Using MRI technology
"MRI has shown to be an irreplaceable tool for understanding the link between neuroanatomical differences of the brain and behavior," said study lead author Ilona A. Dekkers, M.D., from Leiden University Medical Center in Leiden, the Netherlands.
"Our study shows that very large data collection of MRI data can lead to improved insight into exactly which brain structures are involved in all sorts of health outcomes, such as obesity."
A growing body of research has associated obesity with dementia and accelerated cognitive decline. To evaluate this relationship further, the researchers analyzed brain imaging results from more than 12,000 participants in the UK Biobank study.
MRI techniques were used to evaluate both the neuron-rich gray matter and the white matter.
"We found that having higher levels of fat distributed over the body is associated with smaller volumes of important structures of the brain, including gray matter structures that are located in the center of the brain," Dr. Dekkers said.
Different for men and women
"Interestingly, we observed that these associations are different for men and women, suggesting that gender is an important modifier of the link between fat percentage and the size of specific brain structures."
Men had a lower gray matter volume overall while women only showed a significant negative association with the globus pallidus. For both men and women, however, higher total body fat percentage correlated with microscopic changes to the brain's white matter.
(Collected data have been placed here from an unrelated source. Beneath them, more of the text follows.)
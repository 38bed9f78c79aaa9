// Suite configuration
//
// One Config value is built at the entry point (env variables for the
// test binaries, CLI flags for the runner) and passed down explicitly.
// There is no process-wide mutable state.

use std::fmt;
use std::path::PathBuf;
use std::str::FromStr;

use crate::error::{Error, Result};

/// Which deployment of the console is under test.
///
/// The two variants serve the same application with different URL
/// schemes and DOM details; the per-variant differences live in
/// [`crate::pages::Selectors`].
#[derive(Debug, Clone, Copy, PartialEq, Eq)]
pub enum ConsoleVariant {
    /// Console embedded as a hawtio plugin
    Hawtio,
    /// Stand-alone console build
    Standalone,
}

impl fmt::Display for ConsoleVariant {
    fn fmt(&self, f: &mut fmt::Formatter<'_>) -> fmt::Result {
        match self {
            ConsoleVariant::Hawtio => f.write_str("hawtio"),
            ConsoleVariant::Standalone => f.write_str("stand-alone"),
        }
    }
}

impl FromStr for ConsoleVariant {
    type Err = Error;

    fn from_str(s: &str) -> Result<Self> {
        match s {
            "hawtio" => Ok(ConsoleVariant::Hawtio),
            "stand-alone" | "standalone" => Ok(ConsoleVariant::Standalone),
            other => Err(Error::Config(format!(
                "unexpected console variant {other:?}, expected \"hawtio\" or \"stand-alone\""
            ))),
        }
    }
}

/// Where the browser session comes from.
#[derive(Debug, Clone)]
pub enum BrowserConfig {
    /// Chrome driven through a locally running chromedriver
    LocalChrome {
        /// chromedriver endpoint
        webdriver_url: String,
        /// Chrome binary override, when not on PATH
        binary: Option<PathBuf>,
        headless: bool,
    },
    /// Browser obtained from a remote Selenium hub
    RemoteHub { hub_url: String },
}

impl Default for BrowserConfig {
    fn default() -> Self {
        BrowserConfig::LocalChrome {
            webdriver_url: DEFAULT_WEBDRIVER_URL.to_string(),
            binary: None,
            headless: true,
        }
    }
}

pub const DEFAULT_BASE_URL: &str = "http://127.0.0.1:8080/hawtio";
pub const DEFAULT_CONSOLE_IP: &str = "127.0.0.1";
/// AMQP listener port typed into the connect form
pub const DEFAULT_CONSOLE_PORT: u16 = 5673;
pub const DEFAULT_WEBDRIVER_URL: &str = "http://localhost:9515";

/// Everything a scenario needs to know about its environment.
#[derive(Debug, Clone)]
pub struct Config {
    /// Root URL the console is served from
    pub base_url: String,
    /// Router IP typed into the connect form
    pub console_ip: String,
    /// Router port typed into the connect form
    pub console_port: u16,
    pub variant: ConsoleVariant,
    pub browser: BrowserConfig,
    /// Directory failure screenshots are written into
    pub screenshot_dir: PathBuf,
}

impl Default for Config {
    fn default() -> Self {
        Self {
            base_url: DEFAULT_BASE_URL.to_string(),
            console_ip: DEFAULT_CONSOLE_IP.to_string(),
            console_port: DEFAULT_CONSOLE_PORT,
            variant: ConsoleVariant::Hawtio,
            browser: BrowserConfig::default(),
            screenshot_dir: PathBuf::from("."),
        }
    }
}

impl Config {
    /// Builds a Config from `CONSOLE_E2E_*` environment variables,
    /// falling back to the defaults above.
    ///
    /// Recognized: `BASE_URL`, `IP`, `PORT`, `VARIANT` (`hawtio` /
    /// `stand-alone`), `HUB_URL` (switches to a remote Selenium hub),
    /// `WEBDRIVER_URL`, `CHROME_BINARY`, `HEADLESS` (`0`/`false` to
    /// disable), `SCREENSHOT_DIR`.
    pub fn from_env() -> Result<Self> {
        let mut config = Config::default();

        if let Ok(url) = std::env::var("CONSOLE_E2E_BASE_URL") {
            config.base_url = url;
        }
        if let Ok(ip) = std::env::var("CONSOLE_E2E_IP") {
            config.console_ip = ip;
        }
        if let Ok(port) = std::env::var("CONSOLE_E2E_PORT") {
            config.console_port = port
                .parse()
                .map_err(|_| Error::Config(format!("CONSOLE_E2E_PORT is not a port: {port:?}")))?;
        }
        if let Ok(variant) = std::env::var("CONSOLE_E2E_VARIANT") {
            config.variant = variant.parse()?;
        }
        if let Ok(dir) = std::env::var("CONSOLE_E2E_SCREENSHOT_DIR") {
            config.screenshot_dir = PathBuf::from(dir);
        }

        config.browser = if let Ok(hub_url) = std::env::var("CONSOLE_E2E_HUB_URL") {
            BrowserConfig::RemoteHub { hub_url }
        } else {
            BrowserConfig::LocalChrome {
                webdriver_url: std::env::var("CONSOLE_E2E_WEBDRIVER_URL")
                    .unwrap_or_else(|_| DEFAULT_WEBDRIVER_URL.to_string()),
                binary: std::env::var("CONSOLE_E2E_CHROME_BINARY")
                    .ok()
                    .map(PathBuf::from),
                headless: std::env::var("CONSOLE_E2E_HEADLESS")
                    .map(|v| v != "0" && !v.eq_ignore_ascii_case("false"))
                    .unwrap_or(true),
            }
        };

        Ok(config)
    }
}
Still, the researchers emphasized that more work needs to be done to establish a true relationship between body fat and brain shrinkage as correlation does not necessarily mean causation. The study also did not look at different types of fats which Dr. Dekkers says may play a role in brain changes.
"For future research, it would be of great interest whether differences in body fat distribution are related to differences in brain morphological structure, as visceral fat is a known risk factor for metabolic disease and is linked to systemic low-grade inflammation," said the study's senior author, Hildo Lamb, M.D., Ph.D., director of the Cardio Vascular Imaging Group of Leiden University Medical Center.
The study is published in the journal Radiology.